On peut remarquer qu’en générant artificiellement des visages, on hésite entre la répétition d’une normalité au réalisme ennuyeux et la variation d’un visage devenu trop rapidement et facilement monstrueux et chaotique. Mais qu’est-ce qui nous dérange dans ce désordre ? Pourquoi n’est-il pas satisfaisant esthétiquement ? Et pourquoi le considérons-nous comme un effet simpliste ?
Si le monstre est un écart par rapport à la norme et si on suppose que la norme est fonction de la genèse d’une cognition, alors le réalisme des images générées par un réseau de neurones dépend d’une reconnaissance surdéterminée par notre genèse. De sorte que sans que les réseaux de neurones artificiels et le développement du cerveau humain puissent être identifiés, il y a entre eux un étrange effet de ressemblance et d’appareillement basé sur leur processus respectif au fil d’une temporalité (nous apprenons à voir selon certains cadres, cadres qui viennent ensuite déterminés notre façon de regarder et d’envisager toutes choses).

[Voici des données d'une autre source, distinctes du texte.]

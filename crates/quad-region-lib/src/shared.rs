//! Thread-safe handle around a [`SpatialIndex`]
//!
//! Readers (`locate`, `query_range`, `export`) share the lock; `subdivide` and
//! `import` take it exclusively, so a subdivision's four new children and the
//! parent's conversion become visible together. Imports are decoded before the
//! write lock is taken, keeping the exclusive section to a table swap.

use crate::{Bounds, QuadHit, QuadPath, Result, SpatialIndex, codec};
use geo::Point;
use std::sync::{Arc, RwLock, RwLockReadGuard, RwLockWriteGuard};

/// Cloneable, shared spatial index
#[derive(Debug, Clone, Default)]
pub struct SharedIndex {
    inner: Arc<RwLock<SpatialIndex>>,
}

impl SharedIndex {
    pub fn new(index: SpatialIndex) -> Self {
        Self {
            inner: Arc::new(RwLock::new(index)),
        }
    }

    /// Shared access to the underlying index
    pub fn read(&self) -> RwLockReadGuard<'_, SpatialIndex> {
        self.inner.read().unwrap_or_else(|poisoned| {
            tracing::warn!("Spatial index lock poisoned; recovering");
            poisoned.into_inner()
        })
    }

    /// Exclusive access to the underlying index
    pub fn write(&self) -> RwLockWriteGuard<'_, SpatialIndex> {
        self.inner.write().unwrap_or_else(|poisoned| {
            tracing::warn!("Spatial index lock poisoned; recovering");
            poisoned.into_inner()
        })
    }

    pub fn locate(&self, point: Point<f64>) -> QuadPath {
        self.read().locate(point)
    }

    pub fn query_range(&self, query: &Bounds) -> Vec<QuadHit> {
        self.read().query_range(query)
    }

    pub fn export(&self) -> Result<Vec<u8>> {
        self.read().export()
    }

    pub fn subdivide(&self, path: &QuadPath) -> bool {
        self.write().subdivide(path)
    }

    /// Locate and subdivide under a single write lock
    pub fn subdivide_at(&self, point: Point<f64>) -> Option<QuadPath> {
        self.write().subdivide_at(point)
    }

    pub fn import(&self, data: &[u8]) -> Result<()> {
        let snapshot = codec::decode(data)?;
        self.write().restore(snapshot);
        Ok(())
    }
}

#[cfg(test)]
mod tests {
    use super::*;
    use crate::Node;
    use std::thread;

    #[test]
    fn test_clones_share_state() {
        let shared = SharedIndex::default();
        let other = shared.clone();
        assert!(shared.subdivide(&QuadPath::ROOT));
        assert_eq!(other.read().node(&QuadPath::ROOT), Some(Node::Internal));
        assert_eq!(other.locate(Point::new(10.0, 10.0)).to_string(), "01");
    }

    #[test]
    fn test_failed_import_keeps_state() {
        let shared = SharedIndex::default();
        shared.subdivide(&QuadPath::ROOT);
        let before = shared.export().unwrap();
        assert!(shared.import(b"{\"nodes\": 5}").is_err());
        assert_eq!(shared.export().unwrap(), before);
    }

    #[test]
    fn test_readers_never_see_partial_subdivision() {
        let shared = SharedIndex::default();
        let writer = {
            let shared = shared.clone();
            thread::spawn(move || {
                for _ in 0..200 {
                    shared.subdivide_at(Point::new(-120.0, 30.0));
                }
            })
        };

        for _ in 0..200 {
            let index = shared.read();
            // Every internal node always has all four children
            for (path, node) in index.iter() {
                if *node == Node::Internal {
                    for child in path.children().unwrap() {
                        assert!(index.node(&child).is_some(), "missing {child}");
                    }
                }
            }
        }
        writer.join().unwrap();
    }
}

J’aimerais revenir sur l’idée que dans la genèse cognitive, les visages se détachent d’un fond qui restera pendant plusieurs mois flou pour le nourrisson. Sans vouloir naturaliser par là même une certaine relation au monde, il est difficile de laisser de côté la possibilité que cette expérience fondatrice soit sans conséquence dans notre relation au monde : ce qui est d’abord familier ce sont les visages, leurs expressions, source première et inépuisable de mimétisme. Le monde est d’abord indistinct, comme si la mise au point n’avait pas été faite, puis apparait lentement, se détache à partir des premières formes humaines. De sorte que le monde non humain sera considéré comme un arrière-plan, comme quelque chose derrière sur lequel nous nous découpons. Ce n’est pas la première et seule cause de notre relation anthropocentrée et instrumentale au monde, mais sans doute ceci y participe.
If face variations are so problematic to generate with a neural network, it is because face recognition performs a fundamental function in our visual learning. Faces stand out from a background, the world, which for this reason will remain a background.
One can notice that by artificially generating faces, one hesitates between the repetition of a boringly realistic normality and the variation of a face that becomes too quickly and easily monstrous and chaotic. But what bothers us in this disorder? Why is it not aesthetically satisfying? And why do we consider it a simplistic effect?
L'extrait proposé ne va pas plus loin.